Extracted data –
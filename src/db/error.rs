/// Store layer errors
#[derive(Debug, Clone, PartialEq, Eq, thiserror::Error)]
pub enum StoreError {
    #[error("Connection pool error: {0}")]
    Pool(String),
    #[error("Not found: {0}")]
    NotFound(String),
    #[error("Duplicate key: {0}")]
    DuplicateKey(String),
    #[error("Constraint violation: {0}")]
    ConstraintViolation(String),
    #[error("Database error: {0}")]
    Database(String),
}

impl StoreError {
    pub fn not_found(msg: impl Into<String>) -> Self {
        StoreError::NotFound(msg.into())
    }

    pub fn duplicate_key(msg: impl Into<String>) -> Self {
        StoreError::DuplicateKey(msg.into())
    }

    pub fn constraint(msg: impl Into<String>) -> Self {
        StoreError::ConstraintViolation(msg.into())
    }

    pub fn is_not_found(&self) -> bool {
        matches!(self, StoreError::NotFound(_))
    }

    pub fn is_duplicate_key(&self) -> bool {
        matches!(self, StoreError::DuplicateKey(_))
    }

    pub fn is_constraint_violation(&self) -> bool {
        matches!(self, StoreError::ConstraintViolation(_))
    }
}

pub type StoreResult<T> = Result<T, StoreError>;

impl From<diesel::result::Error> for StoreError {
    fn from(err: diesel::result::Error) -> Self {
        use diesel::result::{DatabaseErrorKind, Error};

        match err {
            Error::NotFound => StoreError::not_found("Record not found"),
            Error::DatabaseError(kind, info) => {
                let message = info.message().to_string();
                match kind {
                    DatabaseErrorKind::UniqueViolation => StoreError::DuplicateKey(message),
                    DatabaseErrorKind::NotNullViolation | DatabaseErrorKind::CheckViolation => {
                        StoreError::ConstraintViolation(message)
                    }
                    _ => StoreError::Database(message),
                }
            }
            _ => StoreError::Database(err.to_string()),
        }
    }
}

impl From<diesel::r2d2::PoolError> for StoreError {
    fn from(err: diesel::r2d2::PoolError) -> Self {
        StoreError::Pool(err.to_string())
    }
}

What you should do – Retype word for word everything in the listing above from the line that holds "fn from(err: diesel::result::Error)" down to the line that holds "Error::DatabaseError(kind, info) =>". Keep both end lines and leave out the rest.

Exercise answer –
    fn from(err: diesel::result::Error) -> Self {
        use diesel::result::{DatabaseErrorKind, Error};

        match err {
            Error::NotFound => StoreError::not_found("Record not found"),
            Error::DatabaseError(kind, info) => {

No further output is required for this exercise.